__Assignment__. Your task is to quote the listing below exactly, beginning with its first line and ending on the line bearing "use znode_mirror::Event;".

__Listed records__.
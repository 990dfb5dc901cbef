#![allow(dead_code)]

use std::sync::atomic::AtomicUsize;
use std::sync::atomic::Ordering;
use std::sync::Arc;
use std::time::Duration;

use tokio::sync::mpsc;
use tokio::time::timeout;
use znode_mirror::BackoffPolicy;
use znode_mirror::Event;
use znode_mirror::Listener;
use znode_mirror::MemoryNamespace;
use znode_mirror::MemorySession;
use znode_mirror::MirrorConfig;
use znode_mirror::MirrorEngine;
use znode_mirror::Result;
use znode_mirror::RetryPolicies;

pub const EVENT_TIMEOUT: Duration = Duration::from_secs(3);

// Long enough for the dispatcher to drain anything still queued
pub const QUIET_WINDOW: Duration = Duration::from_millis(150);

static LOGGER_INIT: once_cell::sync::Lazy<()> = once_cell::sync::Lazy::new(|| {
    let _ = tracing_subscriber::fmt()
        .with_env_filter(tracing_subscriber::EnvFilter::from_default_env())
        .with_test_writer()
        .try_init();
});

pub fn enable_logger() {
    *LOGGER_INIT;
}

pub fn test_config() -> MirrorConfig {
    let policy = BackoffPolicy {
        max_retries: 20,
        timeout_ms: 1000,
        base_delay_ms: 1,
        max_delay_ms: 20,
    };
    MirrorConfig {
        retry: RetryPolicies {
            rearm: policy,
            initial_load: policy,
        },
    }
}

/// Listener recording every event for later assertions.
pub struct Recorder {
    tx: mpsc::UnboundedSender<Event>,
    expirations: AtomicUsize,
}

impl Listener for Recorder {
    fn process(
        &self,
        event: &Event,
    ) {
        let _ = self.tx.send(event.clone());
    }

    fn session_expired(&self) {
        self.expirations.fetch_add(1, Ordering::SeqCst);
    }
}

/// One engine watching a namespace, with its event stream.
pub struct TestMirror {
    pub engine: MirrorEngine<MemorySession>,
    pub recorder: Arc<Recorder>,
    events: mpsc::UnboundedReceiver<Event>,
}

impl TestMirror {
    /// Connects a new session, registers the recorder and engages the watch.
    ///
    /// The initial-load events are left in the stream.
    pub async fn start(namespace: &MemoryNamespace) -> Result<Self> {
        enable_logger();
        let (session, notifications) = namespace.connect();
        let engine = MirrorEngine::new(Arc::new(session), notifications, test_config());

        let (tx, events) = mpsc::unbounded_channel();
        let recorder = Arc::new(Recorder {
            tx,
            expirations: AtomicUsize::new(0),
        });
        engine.add_listener(recorder.clone());
        engine.watch().await?;

        Ok(Self {
            engine,
            recorder,
            events,
        })
    }

    /// Starts a mirror and discards the events of the initial load.
    pub async fn started(namespace: &MemoryNamespace) -> Result<Self> {
        let mut mirror = Self::start(namespace).await?;
        let loaded = mirror.engine.get_nodes().len();
        mirror.expect(loaded).await;
        Ok(mirror)
    }

    /// Waits for exactly `n` events.
    pub async fn expect(
        &mut self,
        n: usize,
    ) -> Vec<Event> {
        let mut events = Vec::with_capacity(n);
        while events.len() < n {
            match timeout(EVENT_TIMEOUT, self.events.recv()).await {
                Ok(Some(event)) => events.push(event),
                Ok(None) => panic!("event stream closed after {events:?}"),
                Err(_) => panic!("expected {n} events, got {events:?}"),
            }
        }
        events
    }

    /// Asserts that nothing else is delivered.
    pub async fn expect_quiet(&mut self) {
        if let Ok(Some(event)) = timeout(QUIET_WINDOW, self.events.recv()).await {
            panic!("unexpected event {event:?}");
        }
    }

    pub fn expirations(&self) -> usize {
        self.recorder.expirations.load(Ordering::SeqCst)
    }

    pub fn session_id(&self) -> i64 {
        self.engine.session_id()
    }
}

pub fn adds(paths: &[&str]) -> Vec<Event> {
    paths.iter().map(|p| Event::add(*p)).collect()
}

pub fn deletes(paths: &[&str]) -> Vec<Event> {
    paths.iter().map(|p| Event::delete(*p)).collect()
}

__Solution below__.
repository 990dfb5dc901cbef
#![allow(dead_code)]

use std::sync::atomic::AtomicUsize;
use std::sync::atomic::Ordering;
use std::sync::Arc;
use std::time::Duration;

use tokio::sync::mpsc;
use tokio::time::timeout;
use znode_mirror::BackoffPolicy;
use znode_mirror::Event;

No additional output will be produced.